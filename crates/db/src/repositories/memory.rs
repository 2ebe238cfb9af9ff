use std::collections::HashMap;

use tokio::sync::RwLock;

use medicert_core::codes::CertificateCode;
use medicert_core::domain::certificate::CertificateRecord;

use super::{CertificateRepository, RepositoryError};

/// Test-friendly store with the same duplicate-code semantics as the SQL
/// implementation: insertion under a write lock, so check-and-append is
/// atomic here too.
#[derive(Default)]
pub struct InMemoryCertificateRepository {
    records: RwLock<HashMap<String, CertificateRecord>>,
}

#[async_trait::async_trait]
impl CertificateRepository for InMemoryCertificateRepository {
    async fn insert(&self, record: CertificateRecord) -> Result<(), RepositoryError> {
        let mut records = self.records.write().await;
        if records.contains_key(record.code.as_str()) {
            return Err(RepositoryError::DuplicateCode);
        }
        records.insert(record.code.as_str().to_string(), record);
        Ok(())
    }

    async fn find_by_code(
        &self,
        code: &CertificateCode,
    ) -> Result<Option<CertificateRecord>, RepositoryError> {
        let records = self.records.read().await;
        Ok(records.get(code.as_str()).cloned())
    }

    async fn count(&self) -> Result<i64, RepositoryError> {
        let records = self.records.read().await;
        Ok(records.len() as i64)
    }
}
•••••
PROBLEM ▸ Copy out the data in full, exactly.

SOLUTION TO THIS EXERCISE ▸
filename crates/db/src/repositories/memory.rs
repository 2ebe238cfb9af9ff
use std::collections::HashMap;

use tokio::sync::RwLock;

use medicert_core::codes::CertificateCode;
use medicert_core::domain::certificate::CertificateRecord;

use super::{CertificateRepository, RepositoryError};

/// Test-friendly store with the same duplicate-code semantics as the SQL
/// implementation: insertion under a write lock, so check-and-append is
/// atomic here too.
#[derive(Default)]
pub struct InMemoryCertificateRepository {
    records: RwLock<HashMap<String, CertificateRecord>>,
}

#[async_trait::async_trait]
impl CertificateRepository for InMemoryCertificateRepository {
    async fn insert(&self, record: CertificateRecord) -> Result<(), RepositoryError> {
        let mut records = self.records.write().await;
        if records.contains_key(record.code.as_str()) {
            return Err(RepositoryError::DuplicateCode);
        }
        records.insert(record.code.as_str().to_string(), record);
        Ok(())
    }

    async fn find_by_code(
        &self,
        code: &CertificateCode,
    ) -> Result<Option<CertificateRecord>, RepositoryError> {
        let records = self.records.read().await;
        Ok(records.get(code.as_str()).cloned())
    }

    async fn count(&self) -> Result<i64, RepositoryError> {
        let records = self.records.read().await;
        Ok(records.len() as i64)
    }
}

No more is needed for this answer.